This study aims to explain the presence of beech in areas where pedo-climatic conditions are much different from the ecological optimum.
Five study zones were selected in Romania where beech can be found in the extra area: (I) Dobrogea at Luncaviţa Valley in Tulcea country – 77.72 ha, distributed in three plots: 67, 68, 69A (INCDS -, 2016); (II) Gogoşu – Filiaşi near Craiova in Dolj country – 23.57 ha (16C, 18B and 14J); (III) Stârmina – Drobeta Turnu Severin in Mehedinţi country – 62.40 ha (20A, 21A and 22A); (IV) Epureni Forest – on the border of Vaslui and Galaţi counties – 8.86 ha (8C, 13B, and 15C), and (V) Snagov Forest – near Bucharest in Ilfov county – 20.60 ha (99A, 99C, 99B, 100A, and 100B); each area having 1–5 plots except for the Snagov forest in which there were five of which in one the beech is poorly disseminated with a participation of ˂10% (Fig. 1). As the four plots had a beech participation of less than 10%, only 13 plots were analyzed in the study.
Map of the Romanian beech forests and positions of five study zones (Valea Fagilor, Gogoşu, Stârmina, Epureni, and Snagov forests) (Gancz et al. 2008) modified
This selection was based on five types of information sources: field trips, distribution maps at the European level for European and Oriental beech, the chorology description in guides for plant identification and books on dendrology, the forest planning studies, and Natura 2000 network information. The presence of beech in the composition of the selected forests was at least 10%. The following parameters were identified for each area: number of plots, surface of each plot, altitude, exposure, soil type, participation of beech in the composition of the forest, average age, average HDB, average height, and flora type. Tree height was measured using Vertex 5 (height–distance–angle), and the diameter was measured using a tree caliper; for age, regression lines between diameter and age were used.

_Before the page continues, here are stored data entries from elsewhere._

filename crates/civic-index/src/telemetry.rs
use crate::config::TelemetryConfig;
use tracing_subscriber::filter::ParseError;
use tracing_subscriber::EnvFilter;

#[derive(Debug, thiserror::Error)]
pub enum TelemetryError {
    #[error("invalid log level/filter '{value}': unable to build EnvFilter")]
    EnvFilter { value: String, source: ParseError },
    #[error("telemetry error: {0}")]
    Subscriber(Box<dyn std::error::Error + Send + Sync>),
}

/// Builds the filter from `RUST_LOG` when present, otherwise from the configured level.
pub fn env_filter(config: &TelemetryConfig) -> Result<EnvFilter, TelemetryError> {
    match EnvFilter::try_from_default_env() {
        Ok(filter) => Ok(filter),
        Err(_) => {
            EnvFilter::try_new(&config.log_level).map_err(|source| TelemetryError::EnvFilter {
                value: config.log_level.clone(),
                source,
            })
        }
    }
}

pub fn init(config: &TelemetryConfig) -> Result<(), TelemetryError> {
    let env_filter = env_filter(config)?;

    tracing_subscriber::fmt()
        .with_env_filter(env_filter)
        .with_target(false)
        .compact()
        .with_ansi(false)
        .try_init()
        .map_err(TelemetryError::Subscriber)
}

#[cfg(test)]
mod tests {
    use super::*;

    #[test]
    fn rejects_malformed_filter_directives() {
        std::env::remove_var("RUST_LOG");
        let config = TelemetryConfig {
            log_level: "civic_index=notalevel".to_string(),
        };

        match env_filter(&config) {
            Err(TelemetryError::EnvFilter { value, .. }) => {
                assert_eq!(value, "civic_index=notalevel")
            }
            other => panic!("expected filter error, got {other:?}"),
        }
    }
}
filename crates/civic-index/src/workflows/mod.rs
pub mod icc;
use serde::{Deserialize, Serialize};

use super::scoring::Rubric;

/// A single rubric answer as collected by the form: raw rating plus optional weight override.
#[derive(Debug, Clone, PartialEq, Serialize, Deserialize)]
pub struct CriterionResponse {
    pub criterion: String,
    pub rating: i64,
    #[serde(default, skip_serializing_if = "Option::is_none")]
    pub weight: Option<f64>,
}

/// Ratings for some or all criteria of a rubric.
#[derive(Debug, Clone, Default, PartialEq, Serialize, Deserialize)]
pub struct RubricSubmission {
    pub responses: Vec<CriterionResponse>,
}

impl RubricSubmission {
    /// Pairs ratings (and optional weights) with the rubric's criteria in order.
    ///
    /// Extra values beyond the rubric length are ignored; missing weights fall back to
    /// the rubric defaults.
    pub fn from_ordered(rubric: &Rubric, ratings: &[i64], weights: &[f64]) -> Self {
        let responses = rubric
            .criteria()
            .iter()
            .zip(ratings)
            .enumerate()
            .map(|(position, (criterion, rating))| CriterionResponse {
                criterion: criterion.name.clone(),
                rating: *rating,
                weight: weights.get(position).copied(),
            })
            .collect();

        Self { responses }
    }
}

/// Everything the form sends when the respondent asks for their index.
#[derive(Debug, Clone, Default, PartialEq, Serialize, Deserialize)]
pub struct AssessmentRequest {
    pub respondent: String,
    pub topic: String,
    #[serde(flatten)]
    pub submission: RubricSubmission,
}

/// A user-submitted topic with trigger keywords and suggested activities.
#[derive(Debug, Clone, Default, PartialEq, Eq, Serialize, Deserialize)]
pub struct TopicContribution {
    pub topic: String,
    #[serde(default)]
    pub keywords: Vec<String>,
    #[serde(default, alias = "atividades")]
    pub activities: Vec<String>,
}

impl TopicContribution {
    /// Splits the free-text inputs used by the "feed the bank" form:
    /// comma-separated keywords and one activity per line.
    pub fn from_form(topic: &str, keywords: &str, activities: &str) -> Self {
        Self {
            topic: topic.to_string(),
            keywords: keywords
                .split(',')
                .map(str::trim)
                .filter(|keyword| !keyword.is_empty())
                .map(str::to_string)
                .collect(),
            activities: activities
                .lines()
                .map(str::trim)
                .filter(|activity| !activity.is_empty())
                .map(str::to_string)
                .collect(),
        }
    }
}
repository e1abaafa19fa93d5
pub mod config;
pub mod error;
pub mod telemetry;
pub mod workflows;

The specific composition of each plot was established based on floristic surveys. Seventeen floristic surveys were carried out in the forests, one for each plot, and the size of each floristic survey was 500 m2. To describe the climatic/bioclimatic conditions of the study areas, 53 climatic and bioclimatic indices were calculated. Because for the study zones there are no weather stations with long-term records, the main climatic variables – air temperature and precipitation – are interpolated from climate data from the nearest stations. The annual climate data and bioclimatic variables were generated for each zone using Climate EU v4.63 based on zone-specific geographic coordinates and elevation (Marchi et al. 2020).

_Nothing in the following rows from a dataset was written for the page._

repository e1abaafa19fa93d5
use serde::{Deserialize, Serialize};

use super::ScoreError;

/// One of the four admissible answers for a rubric criterion.
#[derive(Debug, Clone, Copy, PartialEq, Eq, Hash, PartialOrd, Ord, Serialize, Deserialize)]
#[serde(rename_all = "snake_case")]
pub enum Rating {
    Insufficient,
    Regular,
    Good,
    Excellent,
}

impl Rating {
    pub const fn ordered() -> [Self; 4] {
        [
            Self::Excellent,
            Self::Good,
            Self::Regular,
            Self::Insufficient,
        ]
    }

    pub fn from_value(value: i64) -> Option<Self> {
        match value {
            4 => Some(Self::Excellent),
            3 => Some(Self::Good),
            2 => Some(Self::Regular),
            1 => Some(Self::Insufficient),
            _ => None,
        }
    }

    pub const fn value(self) -> i64 {
        match self {
            Self::Excellent => 4,
            Self::Good => 3,
            Self::Regular => 2,
            Self::Insufficient => 1,
        }
    }

    pub const fn normalized(self) -> f64 {
        match self {
            Self::Excellent => 1.0,
            Self::Good => 0.75,
            Self::Regular => 0.5,
            Self::Insufficient => 0.25,
        }
    }

    pub const fn label(self) -> &'static str {
        match self {
            Self::Excellent => "Excelente",
            Self::Good => "Bom",
            Self::Regular => "Regular",
            Self::Insufficient => "Insuficiente",
        }
    }
}

impl TryFrom<i64> for Rating {
    type Error = ScoreError;

    fn try_from(value: i64) -> Result<Self, Self::Error> {
        Self::from_value(value).ok_or(ScoreError::InvalidRating { rating: value })
    }
}

/// How ratings outside `1..=4` are treated.
#[derive(Debug, Clone, Copy, Default, PartialEq, Eq, Serialize, Deserialize)]
#[serde(rename_all = "snake_case")]
pub enum RatingPolicy {
    /// Unknown ratings fail the whole computation.
    #[default]
    Strict,
    /// Unknown ratings contribute 0.0.
    Lenient,
}

impl RatingPolicy {
    pub fn parse(raw: &str) -> Option<Self> {
        match raw.trim().to_ascii_lowercase().as_str() {
            "strict" => Some(Self::Strict),
            "lenient" => Some(Self::Lenient),
            _ => None,
        }
    }

    pub fn convert(self, rating: i64) -> Result<f64, ScoreError> {
        match self {
            Self::Strict => convert_rating(rating),
            Self::Lenient => Ok(Rating::from_value(rating).map_or(0.0, Rating::normalized)),
        }
    }
}

/// Maps a raw rating to its normalized value, rejecting anything outside `1..=4`.
pub fn convert_rating(rating: i64) -> Result<f64, ScoreError> {
    Rating::try_from(rating).map(Rating::normalized)
}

As proxies for growing season warmth, Tauto’s warmth index (WI) (Tauto 1991) and Holdridge’s annual bio-temperature (ABT) (Holdridge 1947) were calculated. With minimum winter temperatures, it was found to be important in controlling the distributional limits of plant species (Woodward and Williams, 1987). In order to express the coldness of an area, the mean temperature of the coldest month (MTCM) is used as a measure. Tauto’s coldness index (CI) (Tauto 1991) expresses the cumulative winter temperature, which is important for the northward/upward distributions of warm-temperate and tropical tree species (Tauto 1991; Fang and Lechowicz 2006). The annual mean temperature (AMT) and the mean temperature of the warmest month (MTWM) are important to explain the northward and upward distribution of tree species in the Northern hemisphere (Ohsawa 1990). The climatic continentality is a limiting factor on the distribution of tree species (Jingyun and Lechowicz 2006). The degree of climatic continentality is assessed using the annual range of monthly mean temperatures (ART) as well as Gorcynski’s continentality index (K).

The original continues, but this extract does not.